//! Protest Simulation Engine
//!
//! Runs a crowd-unrest scenario to completion and writes the per-tick
//! report history for analysis.

use clap::Parser;
use tracing_subscriber::EnvFilter;

use protest_core::components::world::SimClock;
use protest_core::config::Config;
use protest_core::output;
use protest_core::schedule::build_tick_schedule;
use protest_core::setup;

/// Command line arguments for the simulation.
#[derive(Parser, Debug)]
#[command(name = "protest_sim")]
#[command(about = "A crowd-unrest simulation engine")]
struct Args {
    /// Random seed for reproducibility
    #[arg(long, default_value_t = 42)]
    seed: u64,

    /// Scenario file to load
    #[arg(long, default_value = "tuning.toml")]
    scenario: String,

    /// Override the scenario's run length, in days
    #[arg(long)]
    days: Option<u64>,
}

fn main() {
    tracing_subscriber::fmt()
        .with_env_filter(EnvFilter::from_default_env())
        .init();

    let args = Args::parse();

    let mut config = match Config::load(&args.scenario) {
        Ok(config) => config,
        Err(e) => {
            eprintln!("Warning: Could not load {}: {}. Using defaults.", args.scenario, e);
            Config::default()
        }
    };
    if let Some(days) = args.days {
        config.schedule.max_days = days;
    }
    if let Err(e) = config.validate() {
        eprintln!("Invalid configuration: {e}");
        std::process::exit(1);
    }

    println!("Protest Simulation Engine");
    println!("=========================");
    println!("Seed: {}", args.seed);
    println!(
        "Grid: {}x{} ({})",
        config.grid.width,
        config.grid.height,
        if config.grid.toroidal { "toroidal" } else { "bounded" }
    );
    println!(
        "Run length: {} days x {} ticks",
        config.schedule.max_days, config.schedule.ticks_per_day
    );
    println!();

    println!("Building world...");
    let (mut world, summary) = setup::build_world(&config, args.seed);
    println!("  Spawned {} agents", summary.total_agents());
    println!(
        "    citizens: {} (hardcore: {}, hangers-on: {}, observers: {})",
        summary.citizens(),
        summary.hardcore,
        summary.hangers_on,
        summary.observers
    );
    println!("    enforcers: {}", summary.enforcers);
    println!("    media: {}", summary.media);
    println!();

    println!("Starting simulation...");
    let mut schedule = build_tick_schedule();
    loop {
        let (running, tick, boundary) = {
            let clock = world.resource::<SimClock>();
            (clock.running, clock.tick, clock.is_day_boundary())
        };
        if !running {
            break;
        }
        if boundary || tick == 0 {
            if let Some(report) = world.resource::<output::ProtestStats>().latest() {
                println!(
                    "[{}] protest: {:>3}  fighting: {:>2}  jailed: {:>3}  legitimacy: {:.3}",
                    report.timestamp.format(),
                    report.states.protest_size(),
                    report.states.fighting,
                    report.arrested,
                    report.mean_legitimacy
                );
            }
        }
        schedule.run(&mut world);
    }

    let report = output::collect_run_report(&world);
    println!();
    println!("Simulation complete. Ran {} ticks.", report.ticks);
    if let Some(last) = report.history.last() {
        println!(
            "Final day: {} arrested, {} total arrests, {} total fights.",
            last.arrested, last.total_arrests, last.total_fights
        );
    }

    match output::write_report(&report) {
        Ok(()) => println!("Wrote {}", output::REPORT_OUTPUT_PATH),
        Err(e) => eprintln!("Warning: Could not write report: {e}"),
    }
}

^^^^^^^^

**EXERCISE AIM:**
What's wanted here is every record, retyped exactly as shown above.

**SOLUTION FOR THIS EXERCISE:**
//! Protest Simulation Engine
//!
//! Runs a crowd-unrest scenario to completion and writes the per-tick
//! report history for analysis.

use clap::Parser;
use tracing_subscriber::EnvFilter;

use protest_core::components::world::SimClock;
use protest_core::config::Config;
use protest_core::output;
use protest_core::schedule::build_tick_schedule;
use protest_core::setup;

/// Command line arguments for the simulation.
#[derive(Parser, Debug)]
#[command(name = "protest_sim")]
#[command(about = "A crowd-unrest simulation engine")]
struct Args {
    /// Random seed for reproducibility
    #[arg(long, default_value_t = 42)]
    seed: u64,

    /// Scenario file to load
    #[arg(long, default_value = "tuning.toml")]
    scenario: String,

    /// Override the scenario's run length, in days
    #[arg(long)]
    days: Option<u64>,
}

fn main() {
    tracing_subscriber::fmt()
        .with_env_filter(EnvFilter::from_default_env())
        .init();

    let args = Args::parse();

    let mut config = match Config::load(&args.scenario) {
        Ok(config) => config,
        Err(e) => {
            eprintln!("Warning: Could not load {}: {}. Using defaults.", args.scenario, e);
            Config::default()
        }
    };
    if let Some(days) = args.days {
        config.schedule.max_days = days;
    }
    if let Err(e) = config.validate() {
        eprintln!("Invalid configuration: {e}");
        std::process::exit(1);
    }

    println!("Protest Simulation Engine");
    println!("=========================");
    println!("Seed: {}", args.seed);
    println!(
        "Grid: {}x{} ({})",
        config.grid.width,
        config.grid.height,
        if config.grid.toroidal { "toroidal" } else { "bounded" }
    );
    println!(
        "Run length: {} days x {} ticks",
        config.schedule.max_days, config.schedule.ticks_per_day
    );
    println!();

    println!("Building world...");
    let (mut world, summary) = setup::build_world(&config, args.seed);
    println!("  Spawned {} agents", summary.total_agents());
    println!(
        "    citizens: {} (hardcore: {}, hangers-on: {}, observers: {})",
        summary.citizens(),
        summary.hardcore,
        summary.hangers_on,
        summary.observers
    );
    println!("    enforcers: {}", summary.enforcers);
    println!("    media: {}", summary.media);
    println!();

    println!("Starting simulation...");
    let mut schedule = build_tick_schedule();
    loop {
        let (running, tick, boundary) = {
            let clock = world.resource::<SimClock>();
            (clock.running, clock.tick, clock.is_day_boundary())
        };
        if !running {
            break;
        }
        if boundary || tick == 0 {
            if let Some(report) = world.resource::<output::ProtestStats>().latest() {
                println!(
                    "[{}] protest: {:>3}  fighting: {:>2}  jailed: {:>3}  legitimacy: {:.3}",
                    report.timestamp.format(),
                    report.states.protest_size(),
                    report.states.fighting,
                    report.arrested,
                    report.mean_legitimacy
                );
            }
        }
        schedule.run(&mut world);
    }

    let report = output::collect_run_report(&world);
    println!();
    println!("Simulation complete. Ran {} ticks.", report.ticks);
    if let Some(last) = report.history.last() {
        println!(
            "Final day: {} arrested, {} total arrests, {} total fights.",
            last.arrested, last.total_arrests, last.total_fights
        );
    }

    match output::write_report(&report) {
        Ok(()) => println!("Wrote {}", output::REPORT_OUTPUT_PATH),
        Err(e) => eprintln!("Warning: Could not write report: {e}"),
    }
}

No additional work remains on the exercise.